Felipe González, na Espanha, não está fazendo diferente. Não foi diferente em parte alguma, mesmo agora em países da antiga Cortina de Ferro, onde, como na Hungria, voltaram ao poder forças que haviam sido depostas pelas transformações que derrubaram ali o socialismo. Essas forças assumem o poder procurando representar o renascimento dos propósitos socialistas, e passam a ser muito mais neoliberais do que aqueles a quem acabam de derrotar.

O Sr. Lúcio Alcântara - Permite V. Exª um aparte?

O SR. GERALDO MELO - Com muita honra, Senador Lúcio Alcântara.
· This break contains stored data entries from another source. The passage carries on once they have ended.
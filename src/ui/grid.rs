//! Terminal rendering of a daily log grid.
//!
//! ```text
//!            0  1  2  3 ...  23   Hrs
//! Off Duty  ██ ██ ·· ·· ...          2
//! Sleeper                             0
//! Driving         ██ ██              2
//! On Duty                             0
//! ```

use crate::core::grid::{DayLogModel, HOURS_IN_DAY};
use crate::models::duty_status::DutyStatus;
use crate::utils::colors::{GREY, color_for_log_status, color_for_status, paint};
use crate::utils::table::pad_right;
use unicode_width::UnicodeWidthStr;

const CELL: &str = "██";
const IMPLICIT: &str = "··";
const REMARKS_WIDTH: usize = 72;

fn label_width() -> usize {
    DutyStatus::ALL
        .iter()
        .map(|s| UnicodeWidthStr::width(s.short_label()))
        .max()
        .unwrap_or(0)
        + 2
}

fn maybe_paint(color: &str, s: &str, use_color: bool) -> String {
    if use_color {
        paint(color, s)
    } else {
        s.to_string()
    }
}

/// Title block: id, date, trip, certification status, equipment.
pub fn render_header(model: &DayLogModel, use_color: bool) -> String {
    let status = model.status.to_db_str();
    let status = maybe_paint(color_for_log_status(model.status), status, use_color);

    let mut out = format!(
        "Log #{}  {}  trip {}  [{}]\n",
        model.id,
        model.date().format("%a %Y-%m-%d"),
        model.trip,
        status
    );

    let vehicle = if model.vehicle_number.is_empty() {
        "-"
    } else {
        model.vehicle_number.as_str()
    };
    let trailer = if model.trailer_number.is_empty() {
        "-"
    } else {
        model.trailer_number.as_str()
    };
    out.push_str(&format!("Vehicle: {}   Trailer: {}\n", vehicle, trailer));
    out
}

/// The 24×4 grid with per-status totals.
pub fn render_grid(model: &DayLogModel, use_color: bool) -> String {
    let lw = label_width();
    let mut out = String::new();

    // Hour ruler
    out.push_str(&" ".repeat(lw));
    for h in 0..HOURS_IN_DAY {
        out.push_str(&format!("{:>2} ", h));
    }
    out.push_str("  Hrs\n");

    let summary = model.hours_by_status();

    for status in DutyStatus::ALL {
        out.push_str(&pad_right(status.short_label(), lw));

        for h in 0..HOURS_IN_DAY {
            let cell = match model.entry(h) {
                Some(e) if e.status == status => {
                    maybe_paint(color_for_status(status), CELL, use_color)
                }
                // unrecorded hours count as off duty in the picture only
                None if status == DutyStatus::OffDuty => maybe_paint(GREY, IMPLICIT, use_color),
                _ => "  ".to_string(),
            };
            out.push_str(&cell);
            out.push(' ');
        }

        out.push_str(&format!("{:>5}\n", summary.get(status)));
    }

    out.push_str(&" ".repeat(lw + usize::from(HOURS_IN_DAY) * 3));
    out.push_str(&format!("{:>5}\n", summary.total()));
    out
}

/// Location / remarks lines, one per recorded hour that carries either.
pub fn render_remarks(model: &DayLogModel) -> String {
    let mut out = String::new();

    for (hour, entry) in model.entries() {
        let location = entry.location_str();
        let remarks = entry.remarks_str();
        if location.is_empty() && remarks.is_empty() {
            continue;
        }

        let text = match (location.is_empty(), remarks.is_empty()) {
            (false, false) => format!("{} - {}", location, remarks),
            (false, true) => location.to_string(),
            _ => remarks.to_string(),
        };

        let prefix = format!("  {:02}:00 {:<9}", hour, entry.status.short_label());
        let indent = " ".repeat(UnicodeWidthStr::width(prefix.as_str()) + 1);
        let options = textwrap::Options::new(REMARKS_WIDTH)
            .initial_indent("")
            .subsequent_indent(&indent);

        out.push_str(&prefix);
        out.push(' ');
        out.push_str(&textwrap::fill(&text, options));
        out.push('\n');
    }

    if out.is_empty() {
        String::new()
    } else {
        format!("Remarks:\n{}", out)
    }
}

/// Header, grid and remarks in one block.
pub fn render_day(model: &DayLogModel, use_color: bool) -> String {
    let mut out = render_header(model, use_color);
    out.push('\n');
    out.push_str(&render_grid(model, use_color));

    let remarks = render_remarks(model);
    if !remarks.is_empty() {
        out.push('\n');
        out.push_str(&remarks);
    }
    out
}
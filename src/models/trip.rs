use serde::{Deserialize, Serialize};

/// Trip as produced by the route planner. Only the fields log generation
/// needs are kept; distance/stop computation lives outside this crate.
#[derive(Debug, Clone, PartialEq, Serialize, Deserialize)]
pub struct Trip {
    pub id: i64,
    pub name: String,
    pub current_location: String, // ⇔ trips.current_location
    pub pickup_location: String,  // ⇔ trips.pickup_location
    pub dropoff_location: String, // ⇔ trips.dropoff_location
    pub total_trip_time: Option<f64>, // hours, as planned
    pub created_at: String,       // ISO8601
}

/// Upper bound accepted for a trip's planned hours (one year of driving days).
pub const MAX_TRIP_HOURS: f64 = 24.0 * 366.0;

impl Trip {
    /// Number of daily logs the trip spans: one per started 24h block.
    pub fn trip_days(&self) -> u32 {
        let hours = self.total_trip_time.unwrap_or(0.0).max(0.0);
        ((hours / 24.0).floor() as u32).saturating_add(1)
    }
}
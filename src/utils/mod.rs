pub mod colors;
pub mod date;
pub mod path;
pub mod table;
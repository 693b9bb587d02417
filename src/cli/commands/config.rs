use crate::config::Config;
use crate::errors::AppResult;

use crate::cli::parser::Commands;
use crate::ui::messages::{error, success, warning};
use std::process::Command;

fn default_editor() -> String {
    std::env::var("EDITOR")
        .or_else(|_| std::env::var("VISUAL"))
        .unwrap_or_else(|_| {
            if cfg!(target_os = "windows") {
                "notepad".to_string()
            } else {
                "nano".to_string()
            }
        })
}

fn run_editor(editor: &str, path: &std::path::Path) -> bool {
    matches!(Command::new(editor).arg(path).status(), Ok(s) if s.success())
}

/// Handle the `config` subcommand
pub fn handle(cmd: &Commands, cfg: &Config) -> AppResult<()> {
    if let Commands::Config {
        print_config,
        edit_config,
        editor,
    } = cmd
    {
        let path = Config::config_file();

        if *print_config {
            println!("📄 Current configuration ({}):\n", path.display());
            println!("{}", cfg.to_yaml()?);
        }

        if *edit_config {
            let fallback = default_editor();
            let editor_to_use = editor.clone().unwrap_or_else(|| fallback.clone());

            if run_editor(&editor_to_use, &path) {
                success(format!(
                    "Configuration file edited successfully using '{}'",
                    editor_to_use
                ));
            } else if editor_to_use != fallback {
                warning(format!(
                    "Editor '{}' not available, falling back to '{}'",
                    editor_to_use, fallback
                ));
                if run_editor(&fallback, &path) {
                    success(format!(
                        "Configuration file edited successfully using fallback '{}'",
                        fallback
                    ));
                } else {
                    error(format!(
                        "Failed to edit configuration file using fallback '{}'",
                        fallback
                    ));
                }
            } else {
                error(format!(
                    "Failed to edit configuration file using '{}'",
                    editor_to_use
                ));
            }
        }
    }

    Ok(())
}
O Sr. Lúcio Alcântara - V. Exª está trazendo ao debate a experiência da França e da Espanha, de dois socialistas históricos como François Mitterrand e Felipe González, que, alçados ao poder, tiveram que praticar reformas que de certa maneira caminharam na direção contrária daquilo que pregaram durante toda sua vida. No caso de François Mitterrand o "castigo" foi maior uma vez que teve que desfazer o que tinha feito. Estatizou, por exemplo, o sistema bancário na França e depois teve que promover a privatização. Essa é uma realidade que se impõe aos governos e aos países, contra a qual se pode fazer pouco, porque é uma espécie de determinante nova para a evolução dos Estados. Mas o importante é que, mesmo assim, mesmo praticando esse tipo de política que, de certa maneira, contradiz a trajetória inicial, se guarde o compromisso social, o de estabelecer políticas públicas que permitam a certas populações marginalizadas se desenvolverem - política na área da educação, da saúde, da habitação, do emprego, do transporte. Aí, sim, há um campo enorme para se praticar a doutrina socialdemocrática. Evidentemente, se o Estado reduz de tamanho, se o Estado deixa de ser o empresário, se o Estado deixa de ser proprietário de empresas e de interferir diretamente na economia, tem um grande papel a cumprir na execução de políticas públicas, principalmente voltadas para o social. Creio que foi dessa forma que o Presidente Fernando Henrique definiu-se como neo-social; criou um ideologismo no sentido de reafirmar naquele momento o seu compromisso de promover o desenvolvimento do Brasil e conseqüentemente de abrir horizontes para que a população, ainda em grande parcela inferiorizada, marginalizada, analfabeta, desempregada, doente, possa enfim encontrar a sua redenção. É neste sentido que trouxe esta pequena colaboração ao discurso de V. Exª: mostrar que, mesmo na aparente contradição que existe no fato de os socialdemocratas promoverem a reforma do Estado, de reduzirem o tamanho do Estado, de privatizarem empresas de propriedades do Estado, podem-se reafirmar os compromissos sociais com os povos dos diferentes países.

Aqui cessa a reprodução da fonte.